#### Task details
What lines in the listing include "HashMap"? Return a copy of each.

- - - -

use std::collections::{HashMap, HashSet};

use chrono::{DateTime, Utc};
use proptest::prelude::*;
use todo_graph::{DependencyGraph, Schedule, TodoId, TodoNode};

// Acyclic by construction: todo N may only depend on todos 0..N-1.
fn dag_strategy(max_todos: usize) -> impl Strategy<Value = Vec<TodoNode>> {
    (1..=max_todos).prop_flat_map(|count| {
        let deps = proptest::collection::vec(
            proptest::collection::vec(any::<usize>(), 0..count),
            count,
        );
        let dues = proptest::collection::vec(proptest::option::of(0i64..4_000_000_000), count);

        (deps, dues).prop_map(move |(raw_deps, dues)| {
            raw_deps
                .into_iter()
                .zip(dues)
                .enumerate()
                .map(|(i, (potential, due))| {
                    let depends_on: HashSet<u32> = if i == 0 {
                        HashSet::new()
                    } else {
                        potential.into_iter().map(|d| (d % i) as u32).collect()
                    };
                    TodoNode::new(
                        TodoId::new(i as u32),
                        due.and_then(|secs| DateTime::from_timestamp(secs, 0)),
                        depends_on.into_iter().map(TodoId::new).collect(),
                    )
                })
                .collect()
        })
    })
}

proptest! {
    #[test]
    fn every_edge_source_precedes_its_target(nodes in dag_strategy(12)) {
        let graph = DependencyGraph::build(&nodes);

        let order = graph.topological_order().expect("generated graph is acyclic");
        prop_assert_eq!(order.len(), nodes.len());

        let position: HashMap<TodoId, usize> =
            order.iter().enumerate().map(|(i, id)| (*id, i)).collect();
        for (from, to) in graph.edges() {
            prop_assert!(position[&from] < position[&to]);
        }
    }

    #[test]
    fn ordering_is_deterministic(nodes in dag_strategy(12)) {
        let mut reversed = nodes.clone();
        reversed.reverse();

        let first = DependencyGraph::build(&nodes).topological_order().unwrap();
        let second = DependencyGraph::build(&reversed).topological_order().unwrap();

        prop_assert_eq!(first, second);
    }

    #[test]
    fn admission_check_accepts_any_existing_dependencies(
        nodes in dag_strategy(12),
        picks in proptest::collection::vec(any::<usize>(), 0..6),
    ) {
        let graph = DependencyGraph::build(&nodes);
        let proposed: Vec<TodoId> = picks
            .into_iter()
            .map(|p| TodoId::new((p % nodes.len()) as u32))
            .collect();

        prop_assert!(graph.check_insert(&proposed).is_ok());
        prop_assert!(!graph.has_cycle());
    }

    #[test]
    fn earliest_start_is_latest_dependency_due_date(nodes in dag_strategy(12)) {
        let graph = DependencyGraph::build(&nodes);
        let schedule = Schedule::compute(&graph).unwrap();

        for node in &nodes {
            let expected = node
                .depends_on
                .iter()
                .filter_map(|dep| nodes[dep.get() as usize].due_date)
                .fold(DateTime::<Utc>::UNIX_EPOCH, |latest, due| latest.max(due));
            prop_assert_eq!(schedule.earliest_start(node.id), Some(expected));
        }
    }
}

- - - -

#### Answer to the exercise
use std::collections::{HashMap, HashSet};
        let position: HashMap<TodoId, usize> =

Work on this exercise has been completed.